● **ACTIVITY**
A complete answer lists every line of the entries below where the string "contains" appears.

● **RECORDED INFORMATION**

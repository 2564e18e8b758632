use std::{fs::File, net::SocketAddr, sync::Arc};

use axum::{
    body::{to_bytes, Body},
    http::{header, Request, StatusCode},
    response::Response,
    Router,
};
use serde_json::{json, Value};
use tempfile::TempDir;
use tower::ServiceExt;
use wayfarer::{
    config::{AppConfig, SessionBackend},
    db::{init_pool, run_migrations},
    routes::create_router,
    services::{booking::LocalBookingGateway, catalog::CatalogService, storage::SqliteSessionStore},
    session::SESSION_COOKIE,
    state::AppState,
};

struct TestApp {
    router: Router,
    cookie: Option<String>,
    _root: TempDir,
}

impl TestApp {
    async fn new() -> Self {
        let root = TempDir::new().unwrap();
        let db_path = root.path().join("http.sqlite");
        File::create(&db_path).unwrap();

        let config = AppConfig {
            database_url: format!("sqlite://{}", db_path.to_string_lossy()),
            listen_addr: SocketAddr::from(([127, 0, 0, 1], 0)),
            data_root: root.path().join("data"),
            cookie_secret: "http-test-cookie-secret".into(),
            session_backend: SessionBackend::Sqlite,
            booking_api_url: None,
            catalog_path: None,
        };
        let db = init_pool(&config.database_url).await.unwrap();
        run_migrations(&db).await.unwrap();

        let state = AppState::new(
            config,
            db.clone(),
            CatalogService::builtin().unwrap(),
            Arc::new(SqliteSessionStore::new(db.clone())),
            Arc::new(LocalBookingGateway::new(db)),
        );
        Self {
            router: create_router(state),
            cookie: None,
            _root: root,
        }
    }

    /// Sends a request with the current session cookie and keeps any new one.
    async fn send(&mut self, mut request: Request<Body>) -> Response {
        if let Some(cookie) = &self.cookie {
            request
                .headers_mut()
                .insert(header::COOKIE, cookie.parse().unwrap());
        }
        let response = self.router.clone().oneshot(request).await.unwrap();
        if let Some(set_cookie) = response.headers().get(header::SET_COOKIE) {
            let pair = set_cookie.to_str().unwrap().split(';').next().unwrap().to_string();
            self.cookie = Some(pair);
        }
        response
    }

    async fn get(&mut self, uri: &str) -> Response {
        self.send(Request::get(uri).body(Body::empty()).unwrap()).await
    }

    async fn post_json(&mut self, uri: &str, body: Value) -> Response {
        self.send(
            Request::post(uri)
                .header(header::CONTENT_TYPE, "application/json")
                .body(Body::from(body.to_string()))
                .unwrap(),
        )
        .await
    }

    async fn post_form(&mut self, uri: &str, body: &str) -> Response {
        self.send(
            Request::post(uri)
                .header(header::CONTENT_TYPE, "application/x-www-form-urlencoded")
                .body(Body::from(body.to_string()))
                .unwrap(),
        )
        .await
    }
}

async fn json_body(response: Response) -> Value {
    let bytes = to_bytes(response.into_body(), usize::MAX).await.unwrap();
    serde_json::from_slice(&bytes).unwrap()
}

async fn text_body(response: Response) -> String {
    let bytes = to_bytes(response.into_body(), usize::MAX).await.unwrap();
    String::from_utf8(bytes.to_vec()).unwrap()
}

fn booking_payload() -> Value {
    json!({
        "customerEmail": "ana@example.com",
        "customerName": "Ana Traveller",
        "paymentReference": "PAY-TEST",
        "items": [
            { "type": "flight", "title": "Air France London → Paris", "details": "1h 15m", "price": "189.00" },
            { "type": "tour", "title": "Louvre skip-the-line", "details": "3h", "price": "65.00" }
        ]
    })
}

#[tokio::test]
async fn first_visit_issues_session_cookie() {
    let mut app = TestApp::new().await;
    let response = app.get("/").await;
    assert_eq!(response.status(), StatusCode::OK);
    let cookie = app.cookie.clone().expect("session cookie issued");
    assert!(cookie.starts_with(&format!("{SESSION_COOKIE}=")));

    let response = app.get("/destinations").await;
    assert_eq!(response.status(), StatusCode::OK);
    assert!(response.headers().get(header::SET_COOKIE).is_none());
}

#[tokio::test]
async fn itinerary_api_adds_rejects_and_removes_stops() {
    let mut app = TestApp::new().await;

    let response = app
        .post_json(
            "/api/itinerary/items",
            json!({ "title": "Breakfast", "category": "food", "duration": "1h",
                    "travel_time_to_reach": "15m", "location": "Paris", "cost": "110" }),
        )
        .await;
    assert_eq!(response.status(), StatusCode::CREATED);
    let item = json_body(response).await;
    let id = item["id"].as_str().unwrap().to_string();

    let response = app
        .post_json(
            "/api/itinerary/items",
            json!({ "title": "Lunch", "category": "food", "duration": "1.5h",
                    "travel_time_to_reach": "10m", "location": "Le Marais", "cost": "260" }),
        )
        .await;
    assert_eq!(response.status(), StatusCode::CREATED);

    let response = app
        .post_json(
            "/api/itinerary/items",
            json!({ "title": "", "duration": "1h", "location": "Paris" }),
        )
        .await;
    assert_eq!(response.status(), StatusCode::NO_CONTENT);

    let itinerary = json_body(app.get("/api/itinerary").await).await;
    assert_eq!(itinerary["items"].as_array().unwrap().len(), 2);
    assert_eq!(itinerary["summary"]["total_activity_minutes"], 150);
    assert_eq!(itinerary["summary"]["total_travel_minutes"], 25);
    assert_eq!(itinerary["summary"]["location_count"], 2);

    let moved = json_body(app.post_json("/api/itinerary/move", json!({ "from": 1, "to": 0 })).await).await;
    assert_eq!(moved["items"][0]["title"], "Lunch");

    let response = app
        .send(
            Request::delete(format!("/api/itinerary/items/{id}"))
                .body(Body::empty())
                .unwrap(),
        )
        .await;
    assert_eq!(response.status(), StatusCode::NO_CONTENT);

    let itinerary = json_body(app.get("/api/itinerary").await).await;
    assert_eq!(itinerary["items"].as_array().unwrap().len(), 1);
}

#[tokio::test]
async fn cart_api_keeps_duplicate_entries() {
    let mut app = TestApp::new().await;
    let entry = json!({ "type": "tour", "title": "Louvre skip-the-line", "price": "65.00" });

    let first = json_body(app.post_json("/api/cart/items", entry.clone()).await).await;
    let second = json_body(app.post_json("/api/cart/items", entry).await).await;
    assert_ne!(first["id"], second["id"]);

    let cart = json_body(app.get("/api/cart").await).await;
    assert_eq!(cart["items"].as_array().unwrap().len(), 2);
    assert_eq!(cart["total"], "130.00");

    let negative = app
        .post_json("/api/cart/items", json!({ "type": "hotel", "title": "Nope", "price": "-1" }))
        .await;
    assert_eq!(negative.status(), StatusCode::BAD_REQUEST);
    assert!(json_body(negative).await["error"].is_string());
}

#[tokio::test]
async fn bookings_api_honours_idempotency_key() {
    let mut app = TestApp::new().await;

    let create = |key: &str| {
        Request::post("/api/bookings")
            .header(header::CONTENT_TYPE, "application/json")
            .header("Idempotency-Key", key)
            .body(Body::from(booking_payload().to_string()))
            .unwrap()
    };

    let response = app.send(create("checkout-1")).await;
    assert_eq!(response.status(), StatusCode::CREATED);
    let first = json_body(response).await;
    assert_eq!(first["status"], "confirmed");
    assert_eq!(first["totalAmount"], "254.00");

    let replay = json_body(app.send(create("checkout-1")).await).await;
    assert_eq!(replay["id"], first["id"]);

    let other = json_body(app.send(create("checkout-2")).await).await;
    assert_ne!(other["id"], first["id"]);

    let missing_key = app
        .send(
            Request::post("/api/bookings")
                .header(header::CONTENT_TYPE, "application/json")
                .body(Body::from(booking_payload().to_string()))
                .unwrap(),
        )
        .await;
    assert_eq!(missing_key.status(), StatusCode::BAD_REQUEST);

    let id = first["id"].as_str().unwrap();
    let stored = json_body(app.get(&format!("/api/bookings/{id}")).await).await;
    assert_eq!(stored["customerEmail"], "ana@example.com");
    assert_eq!(stored["items"].as_array().unwrap().len(), 2);

    let unknown = app.get("/api/bookings/BK-UNKNOWN").await;
    assert_eq!(unknown.status(), StatusCode::NOT_FOUND);
}

#[tokio::test]
async fn empty_booking_is_rejected() {
    let mut app = TestApp::new().await;
    let response = app
        .send(
            Request::post("/api/bookings")
                .header(header::CONTENT_TYPE, "application/json")
                .header("Idempotency-Key", "empty")
                .body(Body::from(
                    json!({ "paymentReference": "PAY-TEST", "items": [] }).to_string(),
                ))
                .unwrap(),
        )
        .await;
    assert_eq!(response.status(), StatusCode::UNPROCESSABLE_ENTITY);
}

#[tokio::test]
async fn unknown_destination_is_not_found() {
    let mut app = TestApp::new().await;
    assert_eq!(app.get("/destinations/atlantis").await.status(), StatusCode::NOT_FOUND);
    assert_eq!(app.get("/api/destinations/atlantis").await.status(), StatusCode::NOT_FOUND);

    let paris = json_body(app.get("/api/destinations/paris").await).await;
    assert_eq!(paris["name"], "Paris");

    let hits = json_body(app.get("/api/destinations?q=KYO").await).await;
    assert_eq!(hits.as_array().unwrap().len(), 1);
}

#[tokio::test]
async fn export_downloads_plain_text() {
    let mut app = TestApp::new().await;
    app.post_form("/destinations/rome/plan", "").await;

    let response = app.get("/itinerary/export").await;
    assert_eq!(response.status(), StatusCode::OK);
    let disposition = response
        .headers()
        .get(header::CONTENT_DISPOSITION)
        .unwrap()
        .to_str()
        .unwrap()
        .to_string();
    assert!(disposition.starts_with("attachment"));
    let text = text_body(response).await;
    assert!(text.contains("1. Visit Rome"));
}

#[tokio::test]
async fn checkout_form_books_cart_and_clears_it() {
    let mut app = TestApp::new().await;
    let response = app.post_form("/book/select", "kind=tour&offer_id=tr-101").await;
    assert_eq!(response.status(), StatusCode::SEE_OTHER);

    let declined = app
        .post_form(
            "/book/checkout",
            "idempotency_key=form-key&cardholder=Ana&card_number=4000000000000002&expiry=12%2F39&cvc=123&email=",
        )
        .await;
    assert_eq!(declined.status(), StatusCode::BAD_REQUEST);
    assert!(text_body(declined).await.contains("declined"));
    let cart = json_body(app.get("/api/cart").await).await;
    assert_eq!(cart["items"].as_array().unwrap().len(), 1);

    let approved = app
        .post_form(
            "/book/checkout",
            "idempotency_key=form-key&cardholder=Ana&card_number=4242424242424242&expiry=12%2F39&cvc=123&email=",
        )
        .await;
    assert_eq!(approved.status(), StatusCode::SEE_OTHER);
    assert_eq!(
        approved.headers().get(header::LOCATION).unwrap(),
        "/book/confirmation"
    );

    let cart = json_body(app.get("/api/cart").await).await;
    assert!(cart["items"].as_array().unwrap().is_empty());

    let page = text_body(app.get("/book/confirmation").await).await;
    assert!(page.contains("BK-"));
}

#[tokio::test]
async fn cart_total_cannot_overflow() {
    let mut app = TestApp::new().await;
    let entry = json!({ "type": "hotel", "title": "Palace", "price": "79228162514264337593543950335" });

    let first = app.post_json("/api/cart/items", entry.clone()).await;
    assert_eq!(first.status(), StatusCode::CREATED);
    let second = app.post_json("/api/cart/items", entry).await;
    assert_eq!(second.status(), StatusCode::BAD_REQUEST);

    let response = app.get("/api/cart").await;
    assert_eq!(response.status(), StatusCode::OK);
    let cart = json_body(response).await;
    assert_eq!(cart["items"].as_array().unwrap().len(), 1);

    assert_eq!(app.get("/book/cart").await.status(), StatusCode::OK);
    assert_eq!(app.get("/book/checkout").await.status(), StatusCode::OK);
}

#[tokio::test]
async fn double_submitted_checkout_lands_on_confirmation() {
    let mut app = TestApp::new().await;
    app.post_form("/book/select", "kind=tour&offer_id=tr-101").await;

    let form = "idempotency_key=dup-key&cardholder=Ana&card_number=4242424242424242&expiry=12%2F39&cvc=123&email=";
    let first = app.post_form("/book/checkout", form).await;
    assert_eq!(first.status(), StatusCode::SEE_OTHER);
    let second = app.post_form("/book/checkout", form).await;
    assert_eq!(second.status(), StatusCode::SEE_OTHER);
    assert_eq!(
        second.headers().get(header::LOCATION).unwrap(),
        "/book/confirmation"
    );

    let fresh_key = app
        .post_form(
            "/book/checkout",
            "idempotency_key=other-key&cardholder=Ana&card_number=4242424242424242&expiry=12%2F39&cvc=123&email=",
        )
        .await;
    assert_eq!(fresh_key.status(), StatusCode::BAD_REQUEST);
    assert!(text_body(fresh_key).await.contains("Your cart is empty."));
}

#[tokio::test]
async fn malformed_move_is_ignored() {
    let mut app = TestApp::new().await;
    for title in ["Breakfast", "Museum"] {
        app.post_json(
            "/api/itinerary/items",
            json!({ "title": title, "duration": "1h", "location": "Paris" }),
        )
        .await;
    }

    let response = app.post_form("/itinerary/move", "from=first&to=1").await;
    assert_eq!(response.status(), StatusCode::SEE_OTHER);
    let response = app.post_form("/itinerary/move", "from=-1&to=0").await;
    assert_eq!(response.status(), StatusCode::SEE_OTHER);

    let itinerary = json_body(app.get("/api/itinerary").await).await;
    assert_eq!(itinerary["items"][0]["title"], "Breakfast");
    assert_eq!(itinerary["items"][1]["title"], "Museum");

    app.post_form("/itinerary/move", "from=1&to=0").await;
    let itinerary = json_body(app.get("/api/itinerary").await).await;
    assert_eq!(itinerary["items"][0]["title"], "Museum");
}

● **OUTPUT BELOW**
    assert!(text.contains("1. Visit Rome"));
    assert!(text_body(declined).await.contains("declined"));
    assert!(page.contains("BK-"));
    assert!(text_body(fresh_key).await.contains("Your cart is empty."));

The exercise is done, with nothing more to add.